Task brief – Every line holding the string "ConfigError" should be copied from the listing.
^^^^
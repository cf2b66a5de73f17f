//! Engine configuration.
//!
//! The configuration lives in `puppet-config.yaml`. This module defines
//! strongly-typed structs that mirror the YAML structure and a loader that
//! reads the file and applies environment overrides. Every field has a
//! default, so an empty (or missing) file yields a working configuration.

use std::path::{Path, PathBuf};

use serde::{Deserialize, Serialize};

use puppet_agents::MemoryLimits;

use crate::scheduler::SchedulerConfig;

/// Errors that can occur when loading configuration.
#[derive(Debug, thiserror::Error)]
pub enum ConfigError {
    /// Failed to read the configuration file from disk.
    #[error("failed to read config file: {source}")]
    Io {
        /// The underlying I/O error.
        #[from]
        source: std::io::Error,
    },

    /// Failed to parse YAML content.
    #[error("failed to parse config YAML: {source}")]
    Yaml {
        /// The underlying YAML parse error.
        source: serde_yml::Error,
    },
}

impl From<serde_yml::Error> for ConfigError {
    fn from(source: serde_yml::Error) -> Self {
        Self::Yaml { source }
    }
}

/// Top-level engine configuration.
#[derive(Debug, Clone, Default, PartialEq, Serialize, Deserialize)]
pub struct EngineConfig {
    /// Driver loop timing and randomness.
    #[serde(default)]
    pub engine: DriverConfig,

    /// Scheduling jitter and fallback intervals.
    #[serde(default)]
    pub scheduler: SchedulerConfig,

    /// Memory capacities applied to every agent.
    #[serde(default)]
    pub memory: MemoryLimits,

    /// Where agent definitions live.
    #[serde(default)]
    pub agents: AgentsConfig,

    /// Monitoring HTTP server.
    #[serde(default)]
    pub observer: ObserverConfig,

    /// Logging output.
    #[serde(default)]
    pub logging: LoggingConfig,
}

impl EngineConfig {
    /// Load configuration from a YAML file.
    ///
    /// After parsing, environment variables override file values:
    /// - `PUPPET_AGENTS_DIR` overrides `agents.config_dir`
    /// - `PUPPET_OBSERVER_PORT` overrides `observer.port`
    /// - `PUPPET_LOG_LEVEL` overrides `logging.level`
    pub fn from_file(path: &Path) -> Result<Self, ConfigError> {
        let contents = std::fs::read_to_string(path)?;
        let mut config = Self::parse(&contents)?;
        config.apply_env_overrides();
        Ok(config)
    }

    /// Load from `path` if it exists, otherwise use defaults (with
    /// environment overrides applied either way).
    pub fn from_file_or_default(path: &Path) -> Result<Self, ConfigError> {
        if path.exists() {
            return Self::from_file(path);
        }
        let mut config = Self::default();
        config.apply_env_overrides();
        Ok(config)
    }

    /// Parse configuration from a YAML string. An empty string yields the
    /// defaults.
    pub fn parse(yaml: &str) -> Result<Self, ConfigError> {
        if yaml.trim().is_empty() {
            return Ok(Self::default());
        }
        Ok(serde_yml::from_str(yaml)?)
    }

    /// Override file values with environment variables when set.
    pub fn apply_env_overrides(&mut self) {
        if let Ok(dir) = std::env::var("PUPPET_AGENTS_DIR") {
            self.agents.config_dir = PathBuf::from(dir);
        }
        if let Ok(port) = std::env::var("PUPPET_OBSERVER_PORT")
            && let Ok(port) = port.parse()
        {
            self.observer.port = port;
        }
        if let Ok(level) = std::env::var("PUPPET_LOG_LEVEL") {
            self.logging.level = level;
        }
    }
}

/// Driver loop configuration.
#[derive(Debug, Clone, PartialEq, Eq, Serialize, Deserialize)]
pub struct DriverConfig {
    /// Seconds between scheduler ticks.
    #[serde(default = "default_tick_interval_secs")]
    pub tick_interval_secs: u64,

    /// Seconds between mention polls (one agent per poll).
    #[serde(default = "default_mention_poll_interval_secs")]
    pub mention_poll_interval_secs: u64,

    /// Fixed seed for reproducible runs; entropy when absent.
    #[serde(default)]
    pub seed: Option<u64>,
}

impl Default for DriverConfig {
    fn default() -> Self {
        Self {
            tick_interval_secs: default_tick_interval_secs(),
            mention_poll_interval_secs: default_mention_poll_interval_secs(),
            seed: None,
        }
    }
}

/// Agent definition location.
#[derive(Debug, Clone, PartialEq, Eq, Serialize, Deserialize)]
pub struct AgentsConfig {
    /// Directory of `*.json` agent definitions.
    #[serde(default = "default_agents_dir")]
    pub config_dir: PathBuf,
}

impl Default for AgentsConfig {
    fn default() -> Self {
        Self {
            config_dir: default_agents_dir(),
        }
    }
}

/// Monitoring server address.
#[derive(Debug, Clone, PartialEq, Eq, Serialize, Deserialize)]
pub struct ObserverConfig {
    /// Host to bind.
    #[serde(default = "default_observer_host")]
    pub host: String,

    /// Port to bind.
    #[serde(default = "default_observer_port")]
    pub port: u16,

    /// Whether to start the server at all.
    #[serde(default = "default_true")]
    pub enabled: bool,
}

impl Default for ObserverConfig {
    fn default() -> Self {
        Self {
            host: default_observer_host(),
            port: default_observer_port(),
            enabled: true,
        }
    }
}

/// Log output format.
#[derive(Debug, Clone, Copy, Default, PartialEq, Eq, Serialize, Deserialize)]
#[serde(rename_all = "snake_case")]
pub enum LogFormat {
    /// Human-readable lines.
    #[default]
    Pretty,
    /// One JSON object per line.
    Json,
}

/// Logging configuration.
#[derive(Debug, Clone, PartialEq, Eq, Serialize, Deserialize)]
pub struct LoggingConfig {
    /// Default filter when `RUST_LOG` is unset.
    #[serde(default = "default_log_level")]
    pub level: String,

    /// Output format.
    #[serde(default)]
    pub format: LogFormat,
}

impl Default for LoggingConfig {
    fn default() -> Self {
        Self {
            level: default_log_level(),
            format: LogFormat::Pretty,
        }
    }
}

const fn default_tick_interval_secs() -> u64 {
    60
}

const fn default_mention_poll_interval_secs() -> u64 {
    30
}

fn default_agents_dir() -> PathBuf {
    PathBuf::from("agents")
}

fn default_observer_host() -> String {
    "0.0.0.0".to_owned()
}

const fn default_observer_port() -> u16 {
    8080
}

const fn default_true() -> bool {
    true
}

fn default_log_level() -> String {
    "info".to_owned()
}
^^^^
Your solution –
pub enum ConfigError {
impl From<serde_yml::Error> for ConfigError {
    pub fn from_file(path: &Path) -> Result<Self, ConfigError> {
    pub fn from_file_or_default(path: &Path) -> Result<Self, ConfigError> {
    pub fn parse(yaml: &str) -> Result<Self, ConfigError> {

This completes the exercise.